Follow these steps to select the classic compute cluster:
1. Navigate to the top-right of this notebook and click the drop-down menu to select your cluster. By default, the notebook will use **Serverless**.

2. If your cluster is available, select it and continue to the next cell. If the cluster is not shown:

   - Click **More** in the drop-down.
   
   - In the **Attach to an existing compute resource** window, use the first drop-down to select your unique cluster.

**NOTE:** If your cluster has terminated, you might need to restart it in order to select it. To do this:

1. Right-click on **Compute** in the left navigation pane and select *Open in new tab*.

2. Find the triangle icon to the right of your compute cluster name and click it.

3. Wait a few minutes for the cluster to start.

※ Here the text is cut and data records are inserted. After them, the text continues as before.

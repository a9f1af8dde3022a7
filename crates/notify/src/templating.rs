//! Minijinja template rendering for notification messages.
//!
//! Messages are arbitrary strings from configuration (not pre-registered),
//! so a fresh [`minijinja::Environment`] is created per render call.

use crate::traits::NotifyError;

/// Values a message template can refer to.
#[derive(Debug, Clone, PartialEq, serde::Serialize)]
pub struct MessageContext {
    /// Person or event name.
    pub name: String,
    /// Days until the date; 0 on the day itself.
    pub days: i64,
    /// The date being counted down to, `YYYY-MM-DD`.
    pub date: String,
}

/// Renders message and body templates.
#[derive(Debug, Default)]
pub struct TemplateRenderer {
    _private: (),
}

impl TemplateRenderer {
    pub fn new() -> Self {
        Self { _private: () }
    }

    fn build_env() -> minijinja::Environment<'static> {
        let mut env = minijinja::Environment::new();
        env.add_function("env", env_function);
        env
    }

    /// Render a template string with any serializable context.
    ///
    /// # Errors
    ///
    /// Returns [`NotifyError::Template`] if the template is invalid or
    /// rendering fails.
    pub fn render<S: serde::Serialize>(&self, template_str: &str, ctx: &S) -> Result<String, NotifyError> {
        Self::build_env()
            .render_str(template_str, ctx)
            .map_err(|e| NotifyError::Template(e.to_string()))
    }

    /// Validate that a template string parses without evaluating it.
    pub fn validate(&self, template_str: &str) -> Result<(), NotifyError> {
        let env = Self::build_env();
        env.template_from_str(template_str)
            .map_err(|e| NotifyError::Template(e.to_string()))?;
        Ok(())
    }
}

/// Global function: read an environment variable by name, empty if unset.
fn env_function(name: String) -> String {
    match std::env::var(&name) {
        Ok(val) => val,
        Err(_) => {
            tracing::warn!(var = %name, "Environment variable not found, returning empty string");
            String::new()
        }
    }
}

#[cfg(test)]
mod tests {
    use super::*;

    fn sample_context() -> MessageContext {
        MessageContext {
            name: "妈妈".to_string(),
            days: 0,
            date: "2025-10-06".to_string(),
        }
    }

    #[test]
    fn render_message() {
        let renderer = TemplateRenderer::new();
        let result = renderer
            .render("今天是{{ name }}的生日（{{ date }}）", &sample_context())
            .unwrap();
        assert_eq!(result, "今天是妈妈的生日（2025-10-06）");
    }

    #[test]
    fn plain_text_passes_through() {
        let renderer = TemplateRenderer::new();
        assert_eq!(renderer.render("生日快乐", &sample_context()).unwrap(), "生日快乐");
    }

    #[test]
    fn conditionals_on_days() {
        let renderer = TemplateRenderer::new();
        let template = "{% if days == 0 %}就是今天{% else %}还有{{ days }}天{% endif %}";
        assert_eq!(renderer.render(template, &sample_context()).unwrap(), "就是今天");
        let later = MessageContext {
            days: 3,
            ..sample_context()
        };
        assert_eq!(renderer.render(template, &later).unwrap(), "还有3天");
    }

    #[test]
    fn render_env_function() {
        std::env::set_var("ALMANAC_NOTIFY_TEST_VAR", "hello");
        let renderer = TemplateRenderer::new();
        let result = renderer
            .render("{{ env('ALMANAC_NOTIFY_TEST_VAR') }}", &sample_context())
            .unwrap();
        assert_eq!(result, "hello");
        std::env::remove_var("ALMANAC_NOTIFY_TEST_VAR");
    }

    #[test]
    fn invalid_template_produces_error() {
        let renderer = TemplateRenderer::new();
        match renderer.render("{{ unclosed", &sample_context()) {
            Err(NotifyError::Template(msg)) => assert!(!msg.is_empty()),
            other => panic!("Expected Template error, got: {other:?}"),
        }
        assert!(renderer.validate("{{ unclosed").is_err());
        assert!(renderer.validate("{{ name }}").is_ok());
    }
}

4. Once the cluster is running, complete the steps above to select your cluster.


## Requirements

Please review the following requirements before starting the lesson:

* To run this notebook, you need to use one of the following Databricks runtime(s): **17.3.x-cpu-ml-scala2.13**


## Lab Setup

Before starting the Lab, run the provided classroom setup script. This script will establish necessary configuration variables tailored to each user. Execute the following code cell:

In [0]:
%run ../Includes/Classroom-Setup-2.3

**Other Conventions:**

Throughout this demo, we'll refer to the object `DA`. This object, provided by Databricks Academy, contains variables such as your username, catalog name, schema name, working directory, and dataset locations. Run the code block below to view these details:

In [0]:
print(f"Username:          {DA.username}")
print(f"Catalog Name:      {DA.catalog_name}")
print(f"Schema Name:       {DA.schema_name}")
print(f"Working Directory: {DA.paths.working_dir}")
print(f"Dataset Location:  {DA.paths.datasets}")

## Task 1: Load Dataset and Data Preparation


**1.1. Load Dataset:**
+ Load a dataset with features that require imputation and transformation
+ Display basic information about the dataset (e.g., schema, summary statistics)

**1.2. Data Preparation:**

+ Examine the dataset.
+ Identify and discuss the features that need data preparation.
+ Convert data types: Demonstrate converting data types for selected columns (e.g., String to Int, Int to Boolean).
+ Remove a column: Discuss and remove a column with too many missing values.
+ Remove outliers: Implement a threshold-based approach to remove outlier records for a specific column.
+ Save cleaned dataset as "silver table."

**1.1. Load Dataset:**

+ Load a dataset with features that require imputation and transformation
+ Display basic information about the dataset (e.g., schema, summary statistics)


In [0]:
## Set the path of the dataset
dataset_path = f"{DA.paths.datasets.cdc_diabetes}/cdc-diabetes/diabetes_binary_5050_raw.csv"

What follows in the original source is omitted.